Well, I’m into some western swing or sort of folk-jazz players. Davy Graham is a big one. I like Jimmy Bryant. But I think a lot of the lines I play on that track come more from combining the influence of blues players like Reverend Gary Davis or Pink Anderson with totally different, more chromatic electric influences. I’m into a lot of free jazz and also a lot of heavy metal. I love Eric Dolphy and Ornette Coleman, and Sonny Sharrock… and I love a lot of really heavy metal guitar playing of different types… Slayer and Morbid Angel and Mayhem. It depends who you listen to but solos in both free jazz and some metal is atonal and based on rhythmic patterns a lot of the time– they’re not necessarily in any particular key or mode. I try to play some stuff like that even when I’m playing over a blues chord progression.

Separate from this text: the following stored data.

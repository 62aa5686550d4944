//! Movement domain: the deterministic speed model.
//!
//! Pure functions stepped once per frame by the movement systems. No engine
//! state is touched here, so the whole model can be driven at a fixed or
//! variable `dt` in tests.

use bevy::prelude::*;

use crate::movement::{GravityTuning, MotionState, MovementInput, MovementTuning};

/// Step `current` linearly toward `target` by at most `max_delta`, never
/// overshooting. A zero or negative `max_delta` leaves the value unchanged,
/// so degenerate tuning stalls the speed rather than failing.
pub fn move_toward(current: f32, target: f32, max_delta: f32) -> f32 {
    if max_delta <= 0.0 {
        return current;
    }
    let delta = target - current;
    if delta.abs() <= max_delta {
        target
    } else {
        current + max_delta * delta.signum()
    }
}

/// Advance horizontal speed toward the input-derived target and refresh the
/// travel direction.
///
/// The target speed comes from the *current* axis (zero once input is
/// released), while the direction falls back to the last held axis, so a
/// released character keeps sliding the way it was going while decelerating.
pub fn step_horizontal(
    state: &mut MotionState,
    input: &MovementInput,
    tuning: &MovementTuning,
    dt: f32,
) {
    let mut intent = Vec3::X * input.axis.x;
    if intent.length_squared() > 1.0 {
        intent = intent.normalize();
    }

    state.target_horizontal_speed = intent.length() * tuning.max_horizontal_speed;
    let rate = if input.has_move_input {
        tuning.acceleration
    } else {
        tuning.deceleration
    };
    state.horizontal_speed = move_toward(
        state.horizontal_speed,
        state.target_horizontal_speed,
        rate * dt,
    );

    let mut direction = if input.has_move_input {
        intent
    } else {
        Vec3::X * input.last_move_input.x
    };
    if direction.length_squared() > 1.0 {
        direction = direction.normalize();
    }
    state.move_direction = direction;
}

/// Advance vertical speed through the grounded/airborne state machine.
///
/// Grounded: a constant seating speed, replaced by `jump_speed` the frame
/// jump is held (grounded flips false in the same step). Airborne: when jump
/// is released mid-ascent the abort rate applies first, then the normal
/// gravity rate applies unconditionally. Both steps land on the same frame
/// and compound; that double application is the shipped jump feel and is
/// kept as-is.
pub fn step_vertical(
    state: &mut MotionState,
    jump_held: bool,
    tuning: &MovementTuning,
    gravity: &GravityTuning,
    dt: f32,
) {
    if state.on_ground {
        state.vertical_speed = -gravity.grounded_gravity;

        if jump_held {
            state.vertical_speed = tuning.jump_speed;
            state.on_ground = false;
        }
    } else {
        if !jump_held && state.vertical_speed > 0.0 {
            state.vertical_speed = move_toward(
                state.vertical_speed,
                -gravity.max_fall_speed,
                tuning.jump_abort_speed * dt,
            );
        }
        state.vertical_speed = move_toward(
            state.vertical_speed,
            -gravity.max_fall_speed,
            gravity.gravity * dt,
        );
    }
}

/// Compose the per-frame world-space velocity handed to the physics mover.
pub fn compose_velocity(state: &MotionState) -> Vec3 {
    state.horizontal_speed * state.move_direction + state.vertical_speed * Vec3::Y
}

/// Facing orientation for the given horizontal velocity component: yaw 180
/// when moving toward -X, yaw 0 toward +X, `None` when exactly neutral.
pub fn facing_target(horizontal_velocity_x: f32) -> Option<Quat> {
    if horizontal_velocity_x < 0.0 {
        Some(Quat::from_rotation_y(std::f32::consts::PI))
    } else if horizontal_velocity_x > 0.0 {
        Some(Quat::IDENTITY)
    } else {
        None
    }
}
//! Content domain: designer tuning loaded from RON at startup.

mod data;
mod loader;

pub use data::{CameraDef, GravityDef, InputDef, MovementDef, PlayerTuningFile};
pub use loader::{load_tuning_file, ContentLoadError};

use bevy::prelude::*;
use std::path::Path;

use crate::camera::CameraTuning;
use crate::movement::{GravityTuning, InputTuning, MovementTuning};

const TUNING_PATH: &str = "assets/data/player.ron";

pub struct ContentPlugin;

impl Plugin for ContentPlugin {
    fn build(&self, app: &mut App) {
        app.add_systems(Startup, load_player_tuning);
    }
}

/// Apply the RON tuning file onto the tuning resources. A missing or invalid
/// file keeps the compiled-in defaults; the movement core never sees a
/// partially applied file.
fn load_player_tuning(
    mut movement: ResMut<MovementTuning>,
    mut gravity: ResMut<GravityTuning>,
    mut input: ResMut<InputTuning>,
    mut camera: ResMut<CameraTuning>,
) {
    let file = match load_tuning_file(Path::new(TUNING_PATH)) {
        Ok(file) => file,
        Err(e) => {
            warn!("{}; using built-in defaults", e);
            return;
        }
    };

    movement.acceleration = file.movement.acceleration;
    movement.deceleration = file.movement.deceleration;
    movement.max_horizontal_speed = file.movement.max_horizontal_speed;
    movement.jump_speed = file.movement.jump_speed;
    movement.jump_abort_speed = file.movement.jump_abort_speed;

    gravity.gravity = file.gravity.gravity;
    gravity.grounded_gravity = file.gravity.grounded_gravity;
    gravity.max_fall_speed = file.gravity.max_fall_speed;

    input.dead_zone = file.input.dead_zone;

    camera.smooth_speed = file.camera.smooth_speed;
    camera.offset = Vec3::from_array(file.camera.offset);
    camera.look_depth = file.camera.look_depth;

    info!(
        "Loaded player tuning from {} (schema v{})",
        TUNING_PATH, file.schema_version
    );
}
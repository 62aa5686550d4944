//! Animation domain: unit tests for parameter remapping and state selection.

use super::{
    remap, select_state, AnimationController, AnimationState, AnimatorParams, IkGoal, IkTargets,
    RUN_THRESHOLD,
};

#[test]
fn test_vertical_remap_endpoints() {
    let jump_speed = 10.0;
    assert_eq!(remap(0.0, -jump_speed, jump_speed, -1.0, 1.0), 0.0);
    assert_eq!(remap(jump_speed, -jump_speed, jump_speed, -1.0, 1.0), 1.0);
    assert_eq!(remap(-jump_speed, -jump_speed, jump_speed, -1.0, 1.0), -1.0);
}

#[test]
fn test_remap_collapsed_range() {
    assert_eq!(remap(3.0, 5.0, 5.0, -1.0, 1.0), -1.0);
}

#[test]
fn test_state_selection() {
    let grounded_idle = AnimatorParams {
        horizontal_speed: 0.0,
        vertical_speed: 0.0,
        grounded: true,
    };
    assert_eq!(select_state(&grounded_idle), AnimationState::Idle);

    let grounded_running = AnimatorParams {
        horizontal_speed: RUN_THRESHOLD + 0.1,
        grounded: true,
        ..grounded_idle
    };
    assert_eq!(select_state(&grounded_running), AnimationState::Run);

    let ascending = AnimatorParams {
        horizontal_speed: 0.0,
        vertical_speed: 0.5,
        grounded: false,
    };
    assert_eq!(select_state(&ascending), AnimationState::Jump);

    let descending = AnimatorParams {
        vertical_speed: -0.5,
        ..ascending
    };
    assert_eq!(select_state(&descending), AnimationState::Fall);
}

#[test]
fn test_params_built_from_resolved_velocity() {
    use bevy::prelude::Vec3;

    use super::systems::params_from_velocity;
    use crate::movement::MovementTuning;

    let tuning = MovementTuning::default();

    // Seated on the ground the solver cancels the commanded seating speed;
    // the animator sees the resolved zero, not -grounded_gravity.
    let seated = params_from_velocity(Vec3::ZERO, true, &tuning);
    assert_eq!(seated.vertical_speed, 0.0);
    assert_eq!(seated.horizontal_speed, 0.0);
    assert!(seated.grounded);

    // Pushed against a wall: commanded full run speed, resolved zero planar.
    let blocked = params_from_velocity(Vec3::new(0.0, -0.5, 0.0), true, &tuning);
    assert_eq!(blocked.horizontal_speed, 0.0);

    // Free motion passes straight through.
    let falling = params_from_velocity(Vec3::new(4.0, -10.0, 0.0), false, &tuning);
    assert_eq!(falling.horizontal_speed, 0.5);
    assert_eq!(falling.vertical_speed, -1.0);
    assert!(!falling.grounded);
}

#[test]
fn test_frame_stepping_loops_and_holds() {
    let mut controller = AnimationController::default();

    // Looping state wraps back to frame zero
    controller.set_state(AnimationState::Run);
    assert!(controller.looping);
    for expected in 1..controller.total_frames {
        controller.advance(0.2);
        assert_eq!(controller.current_frame, expected);
    }
    controller.advance(0.2);
    assert_eq!(controller.current_frame, 0);
    controller.advance(0.2);
    assert_eq!(controller.current_frame, 1);

    // Sub-frame time accumulates instead of stepping
    controller.set_state(AnimationState::Idle);
    controller.advance(0.05);
    assert_eq!(controller.current_frame, 0);

    // Non-looping state holds its final frame
    controller.set_state(AnimationState::Fall);
    assert!(!controller.looping);
    controller.advance(0.2);
    assert_eq!(controller.current_frame, 1);
    controller.advance(0.2);
    assert_eq!(controller.current_frame, 1);
    controller.advance(0.2);
    assert_eq!(controller.current_frame, 1);
}

#[test]
fn test_controller_resets_on_state_change() {
    let mut controller = AnimationController {
        current_frame: 3,
        frame_timer: 0.1,
        ..Default::default()
    };

    controller.set_state(AnimationState::Fall);
    assert_eq!(controller.state, AnimationState::Fall);
    assert_eq!(controller.previous_state, AnimationState::Idle);
    assert_eq!(controller.current_frame, 0);
    assert_eq!(controller.frame_timer, 0.0);
    assert!(!controller.looping);

    // Re-setting the same state keeps frame progress
    controller.current_frame = 1;
    controller.set_state(AnimationState::Fall);
    assert_eq!(controller.current_frame, 1);
}

#[test]
fn test_ik_target_lookup() {
    use bevy::prelude::World;

    let mut world = World::new();
    let hand = world.spawn_empty().id();
    let foot = world.spawn_empty().id();
    let targets = IkTargets {
        right_hand: Some(hand),
        left_foot: Some(foot),
        ..Default::default()
    };

    assert_eq!(targets.target_for(IkGoal::RightHand), Some(hand));
    assert_eq!(targets.target_for(IkGoal::LeftFoot), Some(foot));
    assert_eq!(targets.target_for(IkGoal::LeftHand), None);
    assert_eq!(targets.target_for(IkGoal::RightFoot), None);

    let bound: Vec<_> = targets.iter_bound().collect();
    assert_eq!(bound, vec![hand, foot]);
}
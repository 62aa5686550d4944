//! Animation domain: animator parameter forwarding and IK target binding.

mod components;
mod systems;
#[cfg(test)]
mod tests;

pub use components::{
    select_state, AnimationController, AnimationState, AnimatorParams, IkEffector, IkGoal,
    IkTargets, RUN_THRESHOLD,
};
pub use systems::remap;

use bevy::prelude::*;

pub struct AnimationPlugin;

impl Plugin for AnimationPlugin {
    fn build(&self, app: &mut App) {
        app.add_systems(
            Update,
            (
                systems::update_animator_params,
                systems::drive_animation_state,
                systems::update_animation_frames,
                systems::apply_ik_targets,
            )
                .chain()
                // The locomotion chain overwrites LinearVelocity with the
                // commanded velocity; sampling first reads the previous
                // physics step's solver-resolved velocity instead.
                .before(crate::movement::LocomotionSet),
        );

        #[cfg(feature = "dev-tools")]
        app.add_systems(Update, systems::draw_ik_target_gizmos);
    }
}
//! Camera domain: smoothed follow camera for the player.

use bevy::prelude::*;

use crate::movement::{LocomotionSet, Player};

/// Follow tuning. The camera tracks only the target's x (plus offset) and
/// keeps its own height and depth, looking at the target against a fixed
/// scene depth.
#[derive(Resource, Debug, Clone)]
pub struct CameraTuning {
    pub smooth_speed: f32,
    pub offset: Vec3,
    pub look_depth: f32,
}

impl Default for CameraTuning {
    fn default() -> Self {
        Self {
            smooth_speed: 5.0,
            // Offset is added to a point that already carries the camera's
            // own y/z, so any nonzero y or z here becomes a constant drift.
            offset: Vec3::ZERO,
            look_depth: 10.0,
        }
    }
}

#[derive(Component, Debug)]
pub struct FollowCamera;

pub struct CameraPlugin;

impl Plugin for CameraPlugin {
    fn build(&self, app: &mut App) {
        app.init_resource::<CameraTuning>()
            .add_systems(Startup, setup_camera)
            .add_systems(Update, follow_target.after(LocomotionSet));
    }
}

fn setup_camera(mut commands: Commands) {
    commands.spawn((
        FollowCamera,
        Camera3d::default(),
        Transform::from_xyz(0.0, 2.0, -10.0).looking_at(Vec3::new(0.0, 1.0, 0.0), Vec3::Y),
    ));
}

fn follow_target(
    time: Res<Time>,
    tuning: Res<CameraTuning>,
    player: Query<&Transform, (With<Player>, Without<FollowCamera>)>,
    mut cameras: Query<&mut Transform, With<FollowCamera>>,
) {
    let Ok(target) = player.single() else {
        return;
    };
    let dt = time.delta_secs();

    for mut camera in &mut cameras {
        camera.look_at(
            Vec3::new(
                target.translation.x,
                target.translation.y,
                tuning.look_depth,
            ),
            Vec3::Y,
        );

        let desired = Vec3::new(
            target.translation.x,
            camera.translation.y,
            camera.translation.z,
        ) + tuning.offset;
        let t = (tuning.smooth_speed * dt).min(1.0);
        camera.translation = camera.translation.lerp(desired, t);
    }
}
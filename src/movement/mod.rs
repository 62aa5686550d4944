//! Movement domain: input sampling, the speed model, and motion integration.

mod bootstrap;
mod components;
mod dev;
mod resources;
pub mod speed;
mod systems;

pub use components::{GameLayer, Ground, MotionState, Player};
pub use resources::{GravityTuning, InputTuning, MovementInput, MovementTuning};

use bevy::prelude::*;

/// Set containing the per-frame locomotion chain; downstream consumers
/// (animation, camera) order themselves after it.
#[derive(SystemSet, Debug, Clone, Copy, PartialEq, Eq, Hash)]
pub struct LocomotionSet;

pub struct MovementPlugin;

impl Plugin for MovementPlugin {
    fn build(&self, app: &mut App) {
        app.init_resource::<MovementTuning>()
            .init_resource::<GravityTuning>()
            .init_resource::<InputTuning>()
            .init_resource::<MovementInput>()
            .add_systems(Startup, (bootstrap::spawn_player, dev::spawn_test_room))
            .add_systems(
                Update,
                (
                    systems::sample_input,
                    systems::detect_ground,
                    systems::apply_movement,
                    systems::update_facing,
                )
                    .chain()
                    .in_set(LocomotionSet),
            );
    }
}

I am not really a jazz musician at all. If someone plunked a Charlie Parker tune or something in front of me and said “Go at it!” it would start to sound very bizarre very quickly! I play with other people who are jazz musicians, and I play music that swings sometimes, and I play music with a certain amount of harmonic complexity, but I wouldn’t call it “jazz”. The swing comes from my early country and blues influences, and the harmonic complexity comes from free jazz and classical music. It’s definitely not coming from bebop or anything, although I really like and admire a lot of that music.
W&W : Does your track on BBG have any defined key signature? There seems to be almost constant movement in both the backing chords and the leads, lots of twists and turns…
There are a lot of chord changes, but all the actual chords are really simple– 7th chords are as fancy as it gets. I guess my idea was to write a tune that used very simple chords, but to write a long, not-very-repetitive narrative using these simple chords… so it sounds friendly and familiar in a way, except that it becomes really unpredictable, it takes all these unexpected turns and breaks down and ends up turning on its head.
Anyway, it starts out in D Major. After a couple of passes it goes to D minor. Then it gets hairier and kind of changes key every few bars for the middle-late part of the piece. At the end the original melody gets played again, but reharmonized… the last chord is a B minor.